Propos recueillis par HPN

 

1- Comment vivez-vous ou avez-vous vécu la période de confinement ?

 

 Âgé de plus de 70 ans, je demeure en confinement jusqu’à ce que je reçoive les instructions gouvernementales pour le déconfinement. C’est très bénéfique pour moi, entre autres j’ai plus de temps pour ma famille, ainsi que pour lire et écrire.

 

2- Quel monde, Quel Haïti après le COVID-19 ?

 

Deux mots-clés résumeront l’après-COVID19 : Résilience et Opportunités !

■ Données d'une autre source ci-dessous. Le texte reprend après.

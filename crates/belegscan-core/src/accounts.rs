//! The fixed chart of bookkeeping accounts.
//!
//! Loaded once at startup and immutable afterwards; the full set is the only
//! valid domain for a line item's account assignment. Consumed twice: the
//! request builder serializes it into the instruction, the presentation
//! layer renders it as the selection list.

use std::collections::HashMap;

use serde::{Deserialize, Serialize};
use serde_json::{Value, json};

/// A single bookkeeping account usable for line-item categorization.
#[derive(Debug, Clone, PartialEq, Eq, Serialize, Deserialize)]
pub struct AccountingAccount {
    /// Unique, stable account number.
    pub number: String,

    /// Display name.
    pub name: String,

    /// Typical articles booked here, if the chart gives a hint.
    #[serde(skip_serializing_if = "Option::is_none")]
    pub description: Option<String>,

    /// Grouping category.
    pub category: String,
}

/// Wareneingang chart used for categorizing invoice line items.
const STANDARD_CHART: &[(&str, &str, Option<&str>, &str)] = &[
    ("5300", "Wareneingang 7% (allgemein)", None, "wareneingang"),
    (
        "5301",
        "Wareneingang 7% (Gemüse)",
        Some("Eisbergsalat, Zwiebeln, Rotkohl, Tomaten, Gurken, Petersilie, Zitronen, Mais"),
        "wareneingang",
    ),
    (
        "5302",
        "Wareneingang 7% (SHFKJP)",
        Some("Sucuk, Haloumi, Falafel, Käse, Jalapenos, Peperoni, Würstchen"),
        "wareneingang",
    ),
    (
        "5303",
        "Wareneingang 7% (Sauce)",
        Some("Kräuter, Knoblauch, Scharf, Ketchup, Mayonnaise, Joppi, Samurai, Curry-Ketchup"),
        "wareneingang",
    ),
    ("5304", "Wareneingang 7% (Pommes)", Some("Pommes"), "wareneingang"),
    (
        "5305",
        "Wareneingang 7% (Fleisch)",
        Some("Kalbfleisch, Hähnchenfleisch"),
        "wareneingang",
    ),
    (
        "5306",
        "Wareneingang 7% (Getränke)",
        Some("Nicht-alkoholische Getränke lt. HDD-Standard"),
        "wareneingang",
    ),
    (
        "5307",
        "Wareneingang 7% (Brot)",
        Some("Sandwich-Brot, Dürüm-Brot"),
        "wareneingang",
    ),
    ("5308", "Wareneingang 7% (Dönerbrot)", Some("Dönerbrot"), "wareneingang"),
    ("5309", "Wareneingang 7% (Lahmacun)", Some("Lahmacun"), "wareneingang"),
    (
        "5400",
        "Wareneingang 19%",
        Some("Wareneingang (19% Vorsteuer)."),
        "wareneingang",
    ),
    (
        "5401",
        "Wareneingang 19% (Getränke)",
        Some("Cola, Fanta, Sprite, Gazoz, Sprudelwasser, Eistee, Durstlöscher, Capri-Sun"),
        "wareneingang",
    ),
];

/// Immutable, ordered chart of accounts with fast membership by number.
#[derive(Debug, Clone)]
pub struct AccountChart {
    accounts: Vec<AccountingAccount>,
    by_number: HashMap<String, usize>,
}

impl AccountChart {
    /// The built-in chart for Wareneingang bookings.
    pub fn standard() -> Self {
        Self::from_accounts(
            STANDARD_CHART
                .iter()
                .map(|(number, name, description, category)| AccountingAccount {
                    number: (*number).to_string(),
                    name: (*name).to_string(),
                    description: description.map(str::to_string),
                    category: (*category).to_string(),
                })
                .collect(),
        )
    }

    /// Build a chart from explicit accounts, keeping their order.
    ///
    /// A later duplicate of an already-seen number is dropped so that
    /// numbers stay unique within the chart.
    pub fn from_accounts(accounts: Vec<AccountingAccount>) -> Self {
        let mut unique = Vec::with_capacity(accounts.len());
        let mut by_number = HashMap::with_capacity(accounts.len());

        for account in accounts {
            if by_number.contains_key(&account.number) {
                continue;
            }
            by_number.insert(account.number.clone(), unique.len());
            unique.push(account);
        }

        Self {
            accounts: unique,
            by_number,
        }
    }

    /// Ordered iteration over all accounts.
    pub fn iter(&self) -> impl Iterator<Item = &AccountingAccount> {
        self.accounts.iter()
    }

    pub fn len(&self) -> usize {
        self.accounts.len()
    }

    pub fn is_empty(&self) -> bool {
        self.accounts.is_empty()
    }

    /// Look up an account by number.
    pub fn get(&self, number: &str) -> Option<&AccountingAccount> {
        self.by_number.get(number).map(|&i| &self.accounts[i])
    }

    /// Membership test by number.
    pub fn contains(&self, number: &str) -> bool {
        self.by_number.contains_key(number)
    }

    /// The number/name/description projection serialized as pretty JSON for
    /// embedding in the classification instruction. Category is omitted.
    pub fn context_json(&self) -> String {
        let projection: Vec<Value> = self
            .accounts
            .iter()
            .map(|account| match &account.description {
                Some(description) => json!({
                    "number": account.number,
                    "name": account.name,
                    "description": description,
                }),
                None => json!({
                    "number": account.number,
                    "name": account.name,
                }),
            })
            .collect();

        format!("{:#}", Value::Array(projection))
    }
}

#[cfg(test)]
mod tests {
    use super::*;
    use pretty_assertions::assert_eq;

    #[test]
    fn standard_chart_numbers_are_unique() {
        let chart = AccountChart::standard();
        let mut numbers: Vec<&str> = chart.iter().map(|a| a.number.as_str()).collect();
        let total = numbers.len();
        numbers.sort_unstable();
        numbers.dedup();
        assert_eq!(numbers.len(), total);
    }

    #[test]
    fn membership_and_lookup() {
        let chart = AccountChart::standard();
        assert!(chart.contains("5309"));
        assert_eq!(chart.get("5309").unwrap().name, "Wareneingang 7% (Lahmacun)");
        assert!(!chart.contains("9999"));
        assert!(chart.get("9999").is_none());
    }

    #[test]
    fn duplicate_numbers_are_dropped() {
        let account = |number: &str| AccountingAccount {
            number: number.to_string(),
            name: format!("Account {number}"),
            description: None,
            category: "test".to_string(),
        };
        let chart = AccountChart::from_accounts(vec![
            account("1000"),
            account("1001"),
            account("1000"),
        ]);
        assert_eq!(chart.len(), 2);
    }

    #[test]
    fn context_omits_category_and_absent_descriptions() {
        let chart = AccountChart::standard();
        let context: Value = serde_json::from_str(&chart.context_json()).unwrap();
        let entries = context.as_array().unwrap();

        assert_eq!(entries.len(), chart.len());
        for entry in entries {
            assert!(entry.get("category").is_none());
        }
        // 5300 is the one account without a description hint.
        let general = entries
            .iter()
            .find(|e| e["number"] == "5300")
            .unwrap();
        assert!(general.get("description").is_none());
    }
}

Quel puisse être le lendemain de la pandémie, la Terre n’arrêtera pas de tourner; le Monde ne cessera pas ses activités routinières, quoiqu’il faille appréhender des lendemains différents du «statu quo ante». Ça, c’est la résilience.

 

Un peu partout, à travers le monde, on voit se développer différentes initiatives, les unes plus audacieuses que les autres. Divers États se positionnent sur l’échiquier mondial, en vue de l’influence qu’ils veulent continuer d’exercer ou gagner, une fois la pandémie maîtrisée. Ça, ce sont des opportunités.

 

Certes, le système économique dominant subit un revers cuisant, mais il n’acceptera pas de sombrer longtemps. Les pays dits "développés" sont très créatifs pour conserver et même raffermir leur prédominance, ce à n’importe quel prix. Ceux, dits « sous-développés » risquent d’être les vrais perdants de cette pandémie.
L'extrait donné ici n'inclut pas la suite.